Absolutely Do Not Put Your Baby On The Almond Milk Diet

These days, it's not at all uncommon for people to choose plant-based milks over regular dairy. Almond milk, as one of the most popular plant-based milks, has many health benefits, including being rich in calcium and vitamin E. Furthermore, as Medical News Today points out, almond milk is naturally low in calories, carbs, and sugar, which can be helpful if you're looking to stick to a certain diet.

However, as great as drinking almond milk may be for adults, it's entirely inappropriate for young children, especially babies. According to an article published by the American Academy of Pediatrics, an 11-month-old baby developed scurvy in 2016 after being fed only almond milk. The baby wasn't taking in enough nutrients — vitamin C in particular — and as a result, suffered from low bone density, fractures, and a "failure to thrive."

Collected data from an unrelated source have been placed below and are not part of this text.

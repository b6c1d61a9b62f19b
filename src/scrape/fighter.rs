//! Fighter bio and stats extraction from athlete pages
//!
//! Both extractors read the same athlete page URL but fetch it
//! independently; the composite [`Fighter`] record is assembled by
//! [`Scraper::fighter`](super::Scraper::fighter) from two concurrent
//! fetches.

use super::dom;
use scraper::{ElementRef, Html};
use serde::Serialize;

/// Fighter name used when the caller does not supply one
pub const DEFAULT_FIGHTER: &str = "max holloway";

/// Biographical details from an athlete page's hero and bio sections
///
/// String fields are empty when the page lacks the element; `image_url` is
/// `None` when the hero image is absent.
#[derive(Debug, Clone, PartialEq, Serialize)]
#[serde(rename_all = "PascalCase")]
pub struct FighterInfo {
    pub name: String,
    pub nickname: String,
    pub status: String,
    pub age: String,
    pub height: String,
    pub weight: String,
    pub arm_reach: String,
    pub leg_reach: String,
    pub fighting_style: String,
    pub division: String,
    pub place_of_birth: String,
    pub training_camp: String,
    pub octagon_debut: String,
    #[serde(rename = "ImageURL", skip_serializing_if = "Option::is_none")]
    pub image_url: Option<String>,
}

/// Win counts by finish method
#[derive(Debug, Clone, PartialEq, Serialize)]
#[serde(rename_all = "PascalCase")]
pub struct WinByMethod {
    #[serde(rename = "KO")]
    pub ko: String,
    pub decision: String,
    pub submission: String,
}

/// Significant strike share by position
#[derive(Debug, Clone, PartialEq, Serialize)]
#[serde(rename_all = "PascalCase")]
pub struct SigStrikesByPosition {
    pub standing: String,
    pub clinch: String,
    pub ground: String,
}

/// Significant strike share by target
#[derive(Debug, Clone, PartialEq, Serialize)]
#[serde(rename_all = "PascalCase")]
pub struct SigStrikesByTarget {
    pub head: String,
    pub body: String,
    pub leg: String,
}

/// Landed/attempted pair for significant strikes
#[derive(Debug, Clone, PartialEq, Serialize)]
#[serde(rename_all = "PascalCase")]
pub struct StrikingAccuracy {
    pub sig_strikes_landed: String,
    pub sig_strikes_attempted: String,
}

/// Landed/attempted pair for takedowns
#[derive(Debug, Clone, PartialEq, Serialize)]
#[serde(rename_all = "PascalCase")]
pub struct TakedownAccuracy {
    pub takedowns_landed: String,
    pub takedowns_attempted: String,
}

/// Career statistics from an athlete page's stats widgets
///
/// All values are the page's display strings (percentages, counts, times),
/// empty when the corresponding widget is missing.
#[derive(Debug, Clone, PartialEq, Serialize)]
#[serde(rename_all = "PascalCase")]
pub struct FighterStats {
    pub record: String,
    pub win_by_method: WinByMethod,
    pub avg_fight_time: String,
    pub sig_strikes_by_position: SigStrikesByPosition,
    pub sig_strikes_by_target: SigStrikesByTarget,
    pub striking_accuracy: StrikingAccuracy,
    pub takedown_accuracy: TakedownAccuracy,
}

/// Composite of both athlete-page extractions
///
/// Either half may be `None` independently when its fetch failed.
#[derive(Debug, Clone, PartialEq, Serialize)]
pub struct Fighter {
    #[serde(rename = "FighterInfo")]
    pub info: Option<FighterInfo>,
    #[serde(rename = "FighterStats")]
    pub stats: Option<FighterStats>,
}

/// Builds the URL path segment for a fighter's display name
///
/// The first space becomes a hyphen and the result is lowercased; further
/// spaces pass through untouched, matching the upstream URL scheme.
pub fn slugify_name(name: &str) -> String {
    name.replacen(' ', "-", 1).to_lowercase()
}

/// Full athlete page URL for a fighter's display name
pub(super) fn athlete_url(base: &str, name: &str) -> String {
    format!("{}/{}", base.trim_end_matches('/'), slugify_name(name))
}

/// Extracts biographical details from athlete page markup
pub fn parse_fighter_info(html: &str) -> FighterInfo {
    let document = Html::parse_document(html);
    let root = document.root_element();

    FighterInfo {
        name: dom::first_text(root, ".hero-profile__name"),
        nickname: dom::first_text(root, ".hero-profile__nickname"),
        status: bio_field(root, "Status"),
        // Age sits one level deeper than the other bio rows
        age: dom::labeled_next_nested(root, ".c-bio__label", "Age", ".c-bio__text", ".field__item"),
        height: bio_field(root, "Height"),
        weight: bio_field(root, "Weight"),
        arm_reach: bio_field(root, "Reach"),
        leg_reach: bio_field(root, "Leg reach"),
        fighting_style: bio_field(root, "Fighting style"),
        division: dom::first_text(root, ".hero-profile__division-title"),
        place_of_birth: bio_field(root, "Place of Birth"),
        training_camp: bio_field(root, "Trains at"),
        octagon_debut: bio_field(root, "Octagon Debut"),
        image_url: dom::first_attr(root, ".hero-profile__image", "src"),
    }
}

/// Extracts career statistics from athlete page markup
pub fn parse_fighter_stats(html: &str) -> FighterStats {
    let document = Html::parse_document(html);
    let root = document.root_element();

    FighterStats {
        record: dom::first_text(root, ".hero-profile__division-body"),
        win_by_method: WinByMethod {
            ko: bar_stat(root, "KO/TKO"),
            decision: bar_stat(root, "DEC"),
            submission: bar_stat(root, "SUB"),
        },
        // The comparison widget puts the value before its label
        avg_fight_time: dom::labeled_prev(
            root,
            ".c-stat-compare__label",
            "Average fight time",
            ".c-stat-compare__number",
        ),
        sig_strikes_by_position: SigStrikesByPosition {
            standing: bar_stat(root, "Standing"),
            clinch: bar_stat(root, "Clinch"),
            ground: bar_stat(root, "Ground"),
        },
        sig_strikes_by_target: SigStrikesByTarget {
            // The body diagram carries fixed element ids
            head: dom::first_text(root, "#e-stat-body_x5F__x5F_head_value"),
            body: dom::first_text(root, "#e-stat-body_x5F__x5F_body_value"),
            leg: dom::first_text(root, "#e-stat-body_x5F__x5F_leg_value"),
        },
        striking_accuracy: StrikingAccuracy {
            sig_strikes_landed: overlap_stat(root, "Sig. Strikes Landed"),
            sig_strikes_attempted: overlap_stat(root, "Sig. Strikes Attempted"),
        },
        takedown_accuracy: TakedownAccuracy {
            takedowns_landed: overlap_stat(root, "Takedowns Landed"),
            takedowns_attempted: overlap_stat(root, "Takedowns Attempted"),
        },
    }
}

/// Bio rows are "label, value" sibling pairs
fn bio_field(root: ElementRef<'_>, label: &str) -> String {
    dom::labeled_next(root, ".c-bio__label", label, ".c-bio__text")
}

/// Three-bar chart rows are "label, value" sibling pairs
fn bar_stat(root: ElementRef<'_>, label: &str) -> String {
    dom::labeled_next(root, ".c-stat-3bar__label", label, ".c-stat-3bar__value")
}

/// Accuracy overlap widgets are "text, value" sibling pairs
fn overlap_stat(root: ElementRef<'_>, label: &str) -> String {
    dom::labeled_next(root, ".c-overlap__stats-text", label, ".c-overlap__stats-value")
}

#[cfg(test)]
mod tests {
    use super::*;

    const ATHLETE_PAGE: &str = r#"
<html><body>
  <div class="hero-profile">
    <img class="hero-profile__image" src="https://dmxg5wxfqgb4u.cloudfront.net/styles/athlete_bio_full_body/max.png">
    <h1 class="hero-profile__name">Max Holloway</h1>
    <p class="hero-profile__nickname">"Blessed"</p>
    <p class="hero-profile__division-title">Featherweight Division</p>
    <p class="hero-profile__division-body">25-7-0 (W-L-D)</p>
  </div>
  <div class="c-bio">
    <div class="c-bio__field">
      <div class="c-bio__label">Status</div>
      <div class="c-bio__text">Active</div>
    </div>
    <div class="c-bio__field">
      <div class="c-bio__label">Place of Birth</div>
      <div class="c-bio__text">Waianae, United States</div>
    </div>
    <div class="c-bio__field">
      <div class="c-bio__label">Trains at</div>
      <div class="c-bio__text">Hawaii Elite MMA</div>
    </div>
    <div class="c-bio__field">
      <div class="c-bio__label">Fighting style</div>
      <div class="c-bio__text">Muay Thai</div>
    </div>
    <div class="c-bio__field">
      <div class="c-bio__label">Age</div>
      <div class="c-bio__text"><div class="field field--name-age"><div class="field__item">32</div></div></div>
    </div>
    <div class="c-bio__field">
      <div class="c-bio__label">Height</div>
      <div class="c-bio__text">71.00</div>
    </div>
    <div class="c-bio__field">
      <div class="c-bio__label">Weight</div>
      <div class="c-bio__text">146.00</div>
    </div>
    <div class="c-bio__field">
      <div class="c-bio__label">Octagon Debut</div>
      <div class="c-bio__text">Feb. 4, 2012</div>
    </div>
    <div class="c-bio__field">
      <div class="c-bio__label">Reach</div>
      <div class="c-bio__text">69.00</div>
    </div>
    <div class="c-bio__field">
      <div class="c-bio__label">Leg reach</div>
      <div class="c-bio__text">42.00</div>
    </div>
  </div>
  <div class="stats-records">
    <div class="c-stat-3bar__group">
      <div class="c-stat-3bar__label">KO/TKO</div>
      <div class="c-stat-3bar__value">12 (48%)</div>
    </div>
    <div class="c-stat-3bar__group">
      <div class="c-stat-3bar__label">DEC</div>
      <div class="c-stat-3bar__value">11 (44%)</div>
    </div>
    <div class="c-stat-3bar__group">
      <div class="c-stat-3bar__label">SUB</div>
      <div class="c-stat-3bar__value">2 (8%)</div>
    </div>
    <div class="c-stat-3bar__group">
      <div class="c-stat-3bar__label">Standing</div>
      <div class="c-stat-3bar__value">88%</div>
    </div>
    <div class="c-stat-3bar__group">
      <div class="c-stat-3bar__label">Clinch</div>
      <div class="c-stat-3bar__value">9%</div>
    </div>
    <div class="c-stat-3bar__group">
      <div class="c-stat-3bar__label">Ground</div>
      <div class="c-stat-3bar__value">3%</div>
    </div>
    <svg>
      <text id="e-stat-body_x5F__x5F_head_value">70%</text>
      <text id="e-stat-body_x5F__x5F_body_value">20%</text>
      <text id="e-stat-body_x5F__x5F_leg_value">10%</text>
    </svg>
    <div class="c-stat-compare__group">
      <div class="c-stat-compare__number">15:00</div>
      <div class="c-stat-compare__label">Average fight time</div>
    </div>
    <div class="c-overlap__stats">
      <dt class="c-overlap__stats-text">Sig. Strikes Landed</dt>
      <dd class="c-overlap__stats-value">2605</dd>
    </div>
    <div class="c-overlap__stats">
      <dt class="c-overlap__stats-text">Sig. Strikes Attempted</dt>
      <dd class="c-overlap__stats-value">5455</dd>
    </div>
    <div class="c-overlap__stats">
      <dt class="c-overlap__stats-text">Takedowns Landed</dt>
      <dd class="c-overlap__stats-value">4</dd>
    </div>
    <div class="c-overlap__stats">
      <dt class="c-overlap__stats-text">Takedowns Attempted</dt>
      <dd class="c-overlap__stats-value">13</dd>
    </div>
  </div>
</body></html>
"#;

    #[test]
    fn test_slugify_name() {
        assert_eq!(slugify_name("Max Holloway"), "max-holloway");
    }

    #[test]
    fn test_slugify_name_no_space() {
        assert_eq!(slugify_name("Shogun"), "shogun");
    }

    #[test]
    fn test_slugify_name_only_first_space_replaced() {
        assert_eq!(slugify_name("Jose Aldo Junior"), "jose-aldo junior");
    }

    #[test]
    fn test_athlete_url() {
        assert_eq!(
            athlete_url("https://www.ufc.com/athlete", "Max Holloway"),
            "https://www.ufc.com/athlete/max-holloway"
        );
    }

    #[test]
    fn test_athlete_url_trailing_slash() {
        assert_eq!(
            athlete_url("https://www.ufc.com/athlete/", "Max Holloway"),
            "https://www.ufc.com/athlete/max-holloway"
        );
    }

    #[test]
    fn test_parse_fighter_info_full_page() {
        let info = parse_fighter_info(ATHLETE_PAGE);

        assert_eq!(info.name, "Max Holloway");
        assert_eq!(info.nickname, "\"Blessed\"");
        assert_eq!(info.status, "Active");
        assert_eq!(info.age, "32");
        assert_eq!(info.height, "71.00");
        assert_eq!(info.weight, "146.00");
        assert_eq!(info.arm_reach, "69.00");
        assert_eq!(info.leg_reach, "42.00");
        assert_eq!(info.fighting_style, "Muay Thai");
        assert_eq!(info.division, "Featherweight Division");
        assert_eq!(info.place_of_birth, "Waianae, United States");
        assert_eq!(info.training_camp, "Hawaii Elite MMA");
        assert_eq!(info.octagon_debut, "Feb. 4, 2012");
        assert_eq!(
            info.image_url.as_deref(),
            Some("https://dmxg5wxfqgb4u.cloudfront.net/styles/athlete_bio_full_body/max.png")
        );
    }

    #[test]
    fn test_parse_fighter_info_missing_elements() {
        let html = r#"<html><body>
            <h1 class="hero-profile__name">Max Holloway</h1>
        </body></html>"#;
        let info = parse_fighter_info(html);

        assert_eq!(info.name, "Max Holloway");
        assert_eq!(info.nickname, "");
        assert_eq!(info.status, "");
        assert_eq!(info.age, "");
        assert_eq!(info.image_url, None);
    }

    #[test]
    fn test_parse_fighter_info_empty_document() {
        let info = parse_fighter_info("");
        assert_eq!(info.name, "");
        assert_eq!(info.image_url, None);
    }

    #[test]
    fn test_parse_fighter_stats_full_page() {
        let stats = parse_fighter_stats(ATHLETE_PAGE);

        assert_eq!(stats.record, "25-7-0 (W-L-D)");
        assert_eq!(stats.win_by_method.ko, "12 (48%)");
        assert_eq!(stats.win_by_method.decision, "11 (44%)");
        assert_eq!(stats.win_by_method.submission, "2 (8%)");
        assert_eq!(stats.avg_fight_time, "15:00");
        assert_eq!(stats.sig_strikes_by_position.standing, "88%");
        assert_eq!(stats.sig_strikes_by_position.clinch, "9%");
        assert_eq!(stats.sig_strikes_by_position.ground, "3%");
        assert_eq!(stats.sig_strikes_by_target.head, "70%");
        assert_eq!(stats.sig_strikes_by_target.body, "20%");
        assert_eq!(stats.sig_strikes_by_target.leg, "10%");
        assert_eq!(stats.striking_accuracy.sig_strikes_landed, "2605");
        assert_eq!(stats.striking_accuracy.sig_strikes_attempted, "5455");
        assert_eq!(stats.takedown_accuracy.takedowns_landed, "4");
        assert_eq!(stats.takedown_accuracy.takedowns_attempted, "13");
    }

    #[test]
    fn test_parse_fighter_stats_missing_widgets() {
        let html = r#"<html><body>
            <p class="hero-profile__division-body">25-7-0 (W-L-D)</p>
        </body></html>"#;
        let stats = parse_fighter_stats(html);

        assert_eq!(stats.record, "25-7-0 (W-L-D)");
        assert_eq!(stats.win_by_method.ko, "");
        assert_eq!(stats.avg_fight_time, "");
        assert_eq!(stats.sig_strikes_by_target.head, "");
        assert_eq!(stats.takedown_accuracy.takedowns_attempted, "");
    }

    #[test]
    fn test_fighter_info_serializes_upstream_field_names() {
        let info = parse_fighter_info(ATHLETE_PAGE);
        let json = serde_json::to_value(&info).unwrap();

        assert_eq!(json["Name"], "Max Holloway");
        assert_eq!(json["ArmReach"], "69.00");
        assert!(json["ImageURL"].is_string());
    }

    #[test]
    fn test_fighter_info_omits_missing_image_url() {
        let info = parse_fighter_info("<html></html>");
        let json = serde_json::to_value(&info).unwrap();
        assert!(json.get("ImageURL").is_none());
    }

    #[test]
    fn test_fighter_stats_serializes_upstream_field_names() {
        let stats = parse_fighter_stats(ATHLETE_PAGE);
        let json = serde_json::to_value(&stats).unwrap();

        assert_eq!(json["WinByMethod"]["KO"], "12 (48%)");
        assert_eq!(json["StrikingAccuracy"]["SigStrikesLanded"], "2605");
    }
}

Unfortunately, incidents much like this one continue still to this day, with another case actually causing a baby to go into ketoacidosis. Without timely treatment by medical professionals, this condition would have proved fatal. But why is almond milk so dangerous for babies?

Almond milk is nutritious, but not nutritious enough for babies

Although we usually hear about ketoacidosis in connection with diabetes, you don't have to be diabetic to suffer from it. Ketoacidosis, per the CDC, is when your blood sugar is so low that your body starts to break down fats for energy instead.

Almond milk lacks the nutritional content babies need, and, as Insider explains, the aforementioned baby rushed to the hospital with ketoacidosis was actually suffering from starvation. Almond milk simply does not contain enough protein to sustain a baby, let alone help a baby grow, strengthen their immune system, or reach other mental and physical milestones.

The American Academy of Pediatrics (AAP) further expanded on this point on Twitter, explaining that even if an almond milk's label seems to have all the same things as regular dairy, "the chemical forms of the nutrition may not be easily absorbed by the baby's body." With this Tweet going out amid the 2022 formula recall and shortage, the AAP added that caregivers should never dilute formula, and should instead seek advice from a pediatrician regarding "safe alternatives."